In other words, U.S. officials must not have believed there were any WMDs to speak of at the time of the invasion, or their behaviour would have been crazy. Has Hitchens changed his story?
Were there WMDs in Iraq shortly before the U.S. invasion, and did the Bush administration think there were?
When, according to Hitchens in May, did Saddam most likely ditch his WMDs, and why? During the UN debates in 2002-03, and mainly if not solely because of the imminent (there's that word again) threat of a U.S. attack.
"Thus if nothing has been found so far, and if literally nothing (except the mobile units predicted and described by one defector) is found from now on, it will mean that the operation was a success. The stuff must have been destroyed, or neutralized, or work on it must have been abandoned during the long grace period that was provided by the U.N. debates."
So: did Saddam still have WMDs at the beginning of 2002, so that they only disappeared since then? Or is it more believable to say he had them in 1995, and possibly not since, or not since 1998 at the latest? Is it possible he hasn't had much of anything since 1993?
How could a country with the biggest and most sophisticated intelligence apparatus in the world be forced back to the crudest guesses about this? How could U.S. officials not know?
And while I'm at it: why doesn't some enterprising reporter find out what happened to the Iraqi air force? There was one during Gulf War I, although much of it was moved to another country for safekeeping. What happened to it? In its absence, Iraqi troops, if they didn't simply run for it, were sitting ducks for U.S. and British air strikes, with the result that Coalition ground forces hardly encountered an enemy in uniform.
What about Iraqi tanks? What exactly happened to them? Is it true that many of them were destroyed in 1991, and Saddam was never able to replace them?
What about Stinger and other anti-aircraft missiles, initially supplied by the U.S. to the mujahadeen for the anti-Soviet war in Afghanistan? Why have so few of those put in an appearance, in either Afghanistan or Iraq? (One may finally have appeared in the last week).

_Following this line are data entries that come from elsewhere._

use ndarray::Array3;

use crate::filtering::domain::blur_radius::GaussianKernel;
use crate::filtering::domain::compute_backend::ComputeBackend;
use crate::filtering::domain::hue_matrix::HueMatrix;
use crate::shared::constants::CPU_PROCESSOR_NAME;
use crate::shared::error::{FilterError, FilterResult};
use crate::shared::pixel_buffer::{PixelBuffer, PixelFormat};

use super::gaussian;

/// Reference backend that runs every kernel on the calling thread.
///
/// Device buffers are plain host allocations, so synchronizing an output is
/// an in-place copy into the caller-visible image.
#[derive(Clone, Copy, Debug, Default)]
pub struct CpuBackend;

impl CpuBackend {
    pub fn new() -> Self {
        Self
    }
}

fn ensure_same_shape(a: &PixelBuffer, b: &PixelBuffer) -> FilterResult<()> {
    if a.same_shape(b) {
        Ok(())
    } else {
        Err(FilterError::backend(format!(
            "buffer shape mismatch: {}x{} {:?} vs {}x{} {:?}",
            a.width(),
            a.height(),
            a.format(),
            b.width(),
            b.height(),
            b.format()
        )))
    }
}

impl ComputeBackend for CpuBackend {
    type Image = PixelBuffer;
    type Scratch = Array3<f32>;

    fn name(&self) -> &'static str {
        CPU_PROCESSOR_NAME
    }

    fn upload(&self, image: &PixelBuffer) -> FilterResult<PixelBuffer> {
        Ok(image.clone())
    }

    fn allocate_output(
        &self,
        width: u32,
        height: u32,
        format: PixelFormat,
    ) -> FilterResult<PixelBuffer> {
        Ok(PixelBuffer::blank(width, height, format))
    }

    fn allocate_scratch(&self, width: u32, height: u32) -> FilterResult<Array3<f32>> {
        Ok(gaussian::scratch_plane(width as usize, height as usize))
    }

    fn color_matrix(
        &self,
        input: &PixelBuffer,
        matrix: &HueMatrix,
        output: &mut PixelBuffer,
    ) -> FilterResult<()> {
        ensure_same_shape(input, output)?;
        let channels = input.channels();

        for (out, inp) in output
            .data_mut()
            .chunks_exact_mut(channels)
            .zip(input.data().chunks_exact(channels))
        {
            out[..3].copy_from_slice(&matrix.apply_to_pixel(inp));
            // Alpha and any trailing channels pass through untouched.
            out[3..].copy_from_slice(&inp[3..]);
        }

        Ok(())
    }

    fn gaussian_blur(
        &self,
        input: &PixelBuffer,
        kernel: &GaussianKernel,
        scratch: &mut [Array3<f32>; 2],
        output: &mut PixelBuffer,
    ) -> FilterResult<()> {
        ensure_same_shape(input, output)?;
        let expected = (input.height() as usize, input.width() as usize);
        for plane in scratch.iter() {
            let (h, w, _) = plane.dim();
            if (h, w) != expected {
                return Err(FilterError::backend(format!(
                    "scratch plane is {w}x{h}, expected {}x{}",
                    expected.1, expected.0
                )));
            }
        }

        gaussian::separable_blur(
            input.as_ndarray(),
            kernel.weights(),
            scratch,
            output.as_ndarray_mut(),
        );
        Ok(())
    }

    fn synchronize(&self, buffer: &PixelBuffer, image: &mut PixelBuffer) -> FilterResult<()> {
        ensure_same_shape(buffer, image)?;
        image.data_mut().copy_from_slice(buffer.data());
        Ok(())
    }
}

#[cfg(test)]
mod tests {
    use super::*;
    use crate::filtering::domain::blur_radius::BlurRadius;
    use crate::filtering::domain::hue_matrix::build_hue_rotation_matrix;

    fn kernel(radius: f32) -> GaussianKernel {
        GaussianKernel::new(BlurRadius::new(radius).unwrap())
    }

    fn scratch(backend: &CpuBackend, w: u32, h: u32) -> [Array3<f32>; 2] {
        [
            backend.allocate_scratch(w, h).unwrap(),
            backend.allocate_scratch(w, h).unwrap(),
        ]
    }

    #[test]
    fn test_upload_is_independent_copy() {
        let backend = CpuBackend::new();
        let mut image = PixelBuffer::filled(2, 2, PixelFormat::Rgba8, &[1, 2, 3, 4]);
        let uploaded = backend.upload(&image).unwrap();
        image.data_mut()[0] = 99;
        assert_eq!(uploaded.pixel(0, 0), &[1, 2, 3, 4]);
    }

    #[test]
    fn test_color_matrix_identity_copies_input() {
        let backend = CpuBackend::new();
        let input = PixelBuffer::filled(3, 3, PixelFormat::Rgba8, &[10, 20, 30, 77]);
        let mut output = backend.allocate_output(3, 3, PixelFormat::Rgba8).unwrap();
        backend
            .color_matrix(&input, &HueMatrix::identity(), &mut output)
            .unwrap();
        assert_eq!(output, input);
    }

    #[test]
    fn test_color_matrix_preserves_alpha() {
        let backend = CpuBackend::new();
        let input = PixelBuffer::filled(2, 1, PixelFormat::Rgba8, &[255, 0, 0, 42]);
        let mut output = backend.allocate_output(2, 1, PixelFormat::Rgba8).unwrap();
        backend
            .color_matrix(&input, &build_hue_rotation_matrix(2.0), &mut output)
            .unwrap();
        assert_eq!(output.pixel(0, 0)[3], 42);
        assert_eq!(output.pixel(1, 0)[3], 42);
    }

    #[test]
    fn test_color_matrix_on_rgb() {
        let backend = CpuBackend::new();
        let input = PixelBuffer::filled(2, 2, PixelFormat::Rgb8, &[255, 0, 0]);
        let mut output = backend.allocate_output(2, 2, PixelFormat::Rgb8).unwrap();
        backend
            .color_matrix(
                &input,
                &build_hue_rotation_matrix(std::f32::consts::PI),
                &mut output,
            )
            .unwrap();
        assert_eq!(output.pixel(1, 1), &[0, 152, 152]);
    }

    #[test]
    fn test_color_matrix_rejects_mismatched_output() {
        let backend = CpuBackend::new();
        let input = PixelBuffer::blank(2, 2, PixelFormat::Rgba8);
        let mut output = backend.allocate_output(3, 2, PixelFormat::Rgba8).unwrap();
        let err = backend
            .color_matrix(&input, &HueMatrix::identity(), &mut output)
            .unwrap_err();
        assert!(matches!(err, FilterError::Backend(_)));
    }

    #[test]
    fn test_blur_uniform_image_unchanged() {
        let backend = CpuBackend::new();
        let input = PixelBuffer::filled(6, 5, PixelFormat::Rgba8, &[30, 60, 90, 255]);
        let mut output = backend.allocate_output(6, 5, PixelFormat::Rgba8).unwrap();
        let mut planes = scratch(&backend, 6, 5);
        backend
            .gaussian_blur(&input, &kernel(4.0), &mut planes, &mut output)
            .unwrap();
        assert_eq!(output, input);
    }

    #[test]
    fn test_blur_rejects_wrong_scratch_size() {
        let backend = CpuBackend::new();
        let input = PixelBuffer::blank(6, 5, PixelFormat::Rgba8);
        let mut output = backend.allocate_output(6, 5, PixelFormat::Rgba8).unwrap();
        let mut planes = scratch(&backend, 5, 6);
        assert!(backend
            .gaussian_blur(&input, &kernel(1.0), &mut planes, &mut output)
            .is_err());
    }

    #[test]
    fn test_synchronize_copies_into_existing_image() {
        let backend = CpuBackend::new();
        let buffer = PixelBuffer::filled(2, 2, PixelFormat::Rgb8, &[5, 6, 7]);
        let mut image = PixelBuffer::blank(2, 2, PixelFormat::Rgb8);
        let before = image.data().as_ptr();
        backend.synchronize(&buffer, &mut image).unwrap();
        assert_eq!(image, buffer);
        assert_eq!(image.data().as_ptr(), before);
    }

    #[test]
    fn test_name() {
        assert_eq!(CpuBackend::new().name(), "CPU Reference");
    }
}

Oops: I got one detail wrong. The one anti-aircraft missile that has actually been deployed against the U.S. in recent days was apparently a Soviet-made one: "The Chinook that was shot down last Sunday is believed to have been felled by an SA-7, a Soviet-designed weapon that is stockpiled in some 70 countries."
Update: According to Fred Kaplan in Slate in May: "The Iraqis [during the "combat" period] fired their anti-aircraft artillery 1,224 times and launched 1,660 surface-to-air missiles. As a result, they put out of action six helicopters and a single A-10." Kaplan stresses here that the U.S. campaign was not as "smart" as the public were led to believe; much of it consisted of dropping old-fashioned bombs on civilians and soldiers.
Update Nov. 9: One big story now is that mass graves are being investigated in Iraq. There may be as many as 263, with remains of as many as 300,000 people. Question: when is the last year any bodies are likely to have been added to these mass graves?
"[Sandra] Hodgkinson (Director of Human Rights, Coalition Provisional Authority] said the majority of people buried in the mass graves are believed to be Kurds killed by Saddam in the 1980s after rebelling against the government and Shiites killed after an uprising following the 1991 Gulf War."
So it is possible that no bodies had been added after 1993?
The larger question is this: was Saddam's regime getting steadily worse, so that some kind of cataclysmic event was inevitable, and drawing closer (if not exactly imminent)?; or was the worst period 1991-1993, and had things perhaps gotten better, both for the people of Iraq and for Iraq's neighbours, for 10 years or so before the U.S. invasion? Was it only or primarily the sanctions (for which the Iraqi people paid a high price) that imposed some kind of moderation on Saddam?